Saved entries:
§ §
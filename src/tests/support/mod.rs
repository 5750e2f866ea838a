// Shared test support code for unit and integration tests.

pub mod agent_server;
pub mod common;
pub mod fake_transport;
pub mod fixture;
pub mod harness;

pub use common::*;
pub use harness::Harness;
// Integration test harness: a real manager process over fake agents.

use std::path::PathBuf;
use std::sync::Arc;
use std::time::Duration;
use tokio_util::sync::CancellationToken;

use super::agent_server::AgentServer;
use super::fake_transport::FakeTransport;
use super::fixture::temp_dir;
use crate::app::App;
use crate::config;
use crate::shutdown::GracefulShutdown;

/// Manager API under test plus the agents it talks to.
pub struct Harness {
    pub base: String,
    pub app: App,
    pub fleet: Arc<FakeTransport>,
    pub agents: Vec<AgentServer>,
    pub checkpoint_dir: PathBuf,
    shutdown_token: CancellationToken,
    gsh: Arc<GracefulShutdown>,
}

impl Harness {
    /// Starts `agents` fake agents and a manager on a free port.
    pub async fn start(tag: &str, agents: usize) -> Self {
        let fleet = Arc::new(FakeTransport::new());
        let mut servers = Vec::with_capacity(agents);
        for _ in 0..agents {
            servers.push(AgentServer::start(fleet.clone()).await);
        }

        let port = free_port().await;
        let checkpoint_dir = temp_dir(tag);
        let cfg = config::new_test_config(port, checkpoint_dir.clone());

        let shutdown_token = CancellationToken::new();
        let gsh = Arc::new(GracefulShutdown::new(shutdown_token.clone(), Duration::from_secs(5)));
        let app = App::new(shutdown_token.clone(), cfg).await.unwrap();
        app.serve(gsh.clone()).await.unwrap();

        let base = format!("http://127.0.0.1:{}/cm_manager/v1.0", port);
        wait_ready(&format!("{}/worker", base)).await;
        println!("[e2e] manager at {}", base);

        Self {
            base,
            app,
            fleet,
            agents: servers,
            checkpoint_dir,
            shutdown_token,
            gsh,
        }
    }

    pub fn agent_addr(&self, i: usize) -> String {
        self.agents[i].addr()
    }

    pub fn url(&self, path: &str) -> String {
        format!("{}{}", self.base, path)
    }

    /// Stops the manager and waits for its tasks.
    pub async fn stop(self) {
        self.shutdown_token.cancel();
        let _ = self.gsh.await_shutdown().await;
        assert!(!self.app.is_alive());
        let _ = std::fs::remove_dir_all(&self.checkpoint_dir);
    }
}

async fn free_port() -> u16 {
    let listener = tokio::net::TcpListener::bind("127.0.0.1:0").await.unwrap();
    listener.local_addr().unwrap().port()
}

async fn wait_ready(url: &str) {
    let client = reqwest::Client::new();
    for _ in 0..100 {
        if client.get(url).send().await.is_ok() {
            return;
        }
        tokio::time::sleep(Duration::from_millis(20)).await;
    }
    panic!("manager did not come up at {}", url);
}
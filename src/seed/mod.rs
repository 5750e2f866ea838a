//! Bootstrap from worker/service list files and existing agent state.

pub mod seed;

#[cfg(test)]
mod seed_test;

pub use seed::{bootstrap, parse_list, SeedReport};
§ §
* [Exercise prompt]
Among the entries above, locate the lines containing "app.serve(gsh.clone()).await.unwrap();" and "did not come", and transcribe exactly those two lines and all lines between.

* [Solution]
        app.serve(gsh.clone()).await.unwrap();

        let base = format!("http://127.0.0.1:{}/cm_manager/v1.0", port);
        wait_ready(&format!("{}/worker", base)).await;
        println!("[e2e] manager at {}", base);

        Self {
            base,
            app,
            fleet,
            agents: servers,
            checkpoint_dir,
            shutdown_token,
            gsh,
        }
    }

    pub fn agent_addr(&self, i: usize) -> String {
        self.agents[i].addr()
    }

    pub fn url(&self, path: &str) -> String {
        format!("{}{}", self.base, path)
    }

    /// Stops the manager and waits for its tasks.
    pub async fn stop(self) {
        self.shutdown_token.cancel();
        let _ = self.gsh.await_shutdown().await;
        assert!(!self.app.is_alive());
        let _ = std::fs::remove_dir_all(&self.checkpoint_dir);
    }
}

async fn free_port() -> u16 {
    let listener = tokio::net::TcpListener::bind("127.0.0.1:0").await.unwrap();
    listener.local_addr().unwrap().port()
}

async fn wait_ready(url: &str) {
    let client = reqwest::Client::new();
    for _ in 0..100 {
        if client.get(url).send().await.is_ok() {
            return;
        }
        tokio::time::sleep(Duration::from_millis(20)).await;
    }
    panic!("manager did not come up at {}", url);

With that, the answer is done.